Pose + seg pipeline¶
Combine 308-keypoint pose with body-part segmentation to get per-limb attention weights - "how much of this limb is visible and confidently detected?".
This is a building block for action recognition, injury analysis, or clothing fit.
Code¶
import json
import numpy as np
from strands_sapiens import sapiens_seg, sapiens_pose
IMG = "dance.jpg"
OUT = "out/"
# 1) Run both heads
sapiens_seg(input_path=IMG, output_dir=OUT, model_size="0.4b")
sapiens_pose(input_path=IMG, output_dir=OUT, model_size="0.4b", kpt_thres=0.3)
# 2) Load raw outputs
seg = np.load(f"{OUT}/dance_seg.npy") # (H, W) class indices
pose = json.load(open(f"{OUT}/dance.json")) # {"instances": [...]}
# 3) For each detected person, compute per-limb coverage
# (rough mapping - check your palette for exact ids)
LIMB_CLASSES = {
"head": [3, 4, 5],
"torso": [1, 2],
"left_arm": [6, 7, 10],
"right_arm": [8, 9, 11],
"left_leg": [12, 13, 16],
"right_leg": [14, 15, 17],
}
H, W = seg.shape
for person in pose["instances"]:
kpts = np.array(person["keypoints"]) # (308, 2)

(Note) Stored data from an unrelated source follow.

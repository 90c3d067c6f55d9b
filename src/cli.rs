//! Command-line harness for trying schemas and catalogs by hand.
//!
//! This is a developer tool only. The library contract is the typed API in
//! `config`, `domain` and `adapters`; nothing there reads flags or
//! environment variables.

use clap::{Parser, Subcommand};
use std::path::PathBuf;

/// formwire developer harness: render form schemas and call catalog endpoints
#[derive(Parser, Debug, Clone)]
#[command(name = "formwire", version, about, long_about = None)]
pub struct Cli {
    /// Path to the settings file
    #[arg(short, long, env = "FORMWIRE_CONFIG", default_value = "formwire.toml", global = true)]
    pub config: PathBuf,

    /// Base URL for relative endpoint URLs
    #[arg(long, env = "FORMWIRE_BASE_URL", global = true)]
    pub base_url: Option<String>,

    /// Bearer token for endpoints that require auth
    #[arg(long, env = "FORMWIRE_TOKEN", global = true)]
    pub token: Option<String>,

    #[command(subcommand)]
    pub command: Command,
}

#[derive(Subcommand, Debug, Clone, PartialEq)]
pub enum Command {
    /// Render a form schema to HTML
    Render {
        schema: PathBuf,
        /// Write the HTML here instead of stdout
        #[arg(short, long)]
        output: Option<PathBuf>,
    },
    /// Validate a JSON value set against a form schema
    Check {
        schema: PathBuf,
        /// JSON object keyed by control name
        #[arg(short, long)]
        data: String,
    },
    /// List the endpoints of a catalog
    Endpoints { catalog: PathBuf },
    /// Call one endpoint and print the result envelope
    Call {
        catalog: PathBuf,
        endpoint: String,
        /// JSON payload
        #[arg(short, long, default_value = "{}")]
        payload: String,
        /// Serve requests from a fixture file instead of the network
        #[arg(long)]
        fixtures: Option<PathBuf>,
    },
}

scores = np.array(person["keypoint_scores"]) # (308,)
x1, y1, x2, y2 = map(int, person["bbox"])
crop = seg[max(0,y1):min(H,y2), max(0,x1):min(W,x2)]
crop_area = crop.size or 1
print(f"Person bbox=({x1},{y1})-({x2},{y2}) avg_kpt_score={scores.mean():.2f}")
for limb, ids in LIMB_CLASSES.items():
share = np.isin(crop, ids).mean()
print(f" {limb:10s}: {share:.1%} of bbox pixels")
Sample output¶
Person bbox=(120,48)-(540,820) avg_kpt_score=0.78
head : 4.2% of bbox pixels
torso : 18.6% of bbox pixels
left_arm : 6.3% of bbox pixels
right_arm : 7.1% of bbox pixels
left_leg : 11.5% of bbox pixels
right_leg : 12.0% of bbox pixels
Going further¶
- Occlusion detection: if
left_armhas low seg share and low keypoint score, the arm is probably occluded. - Self-healing pipeline: if pose confidence < 0.3 in a region, fall back to seg-only analysis.
- Action features: per-limb (seg_area × pose_confidence) is a dense, pose-aware descriptor.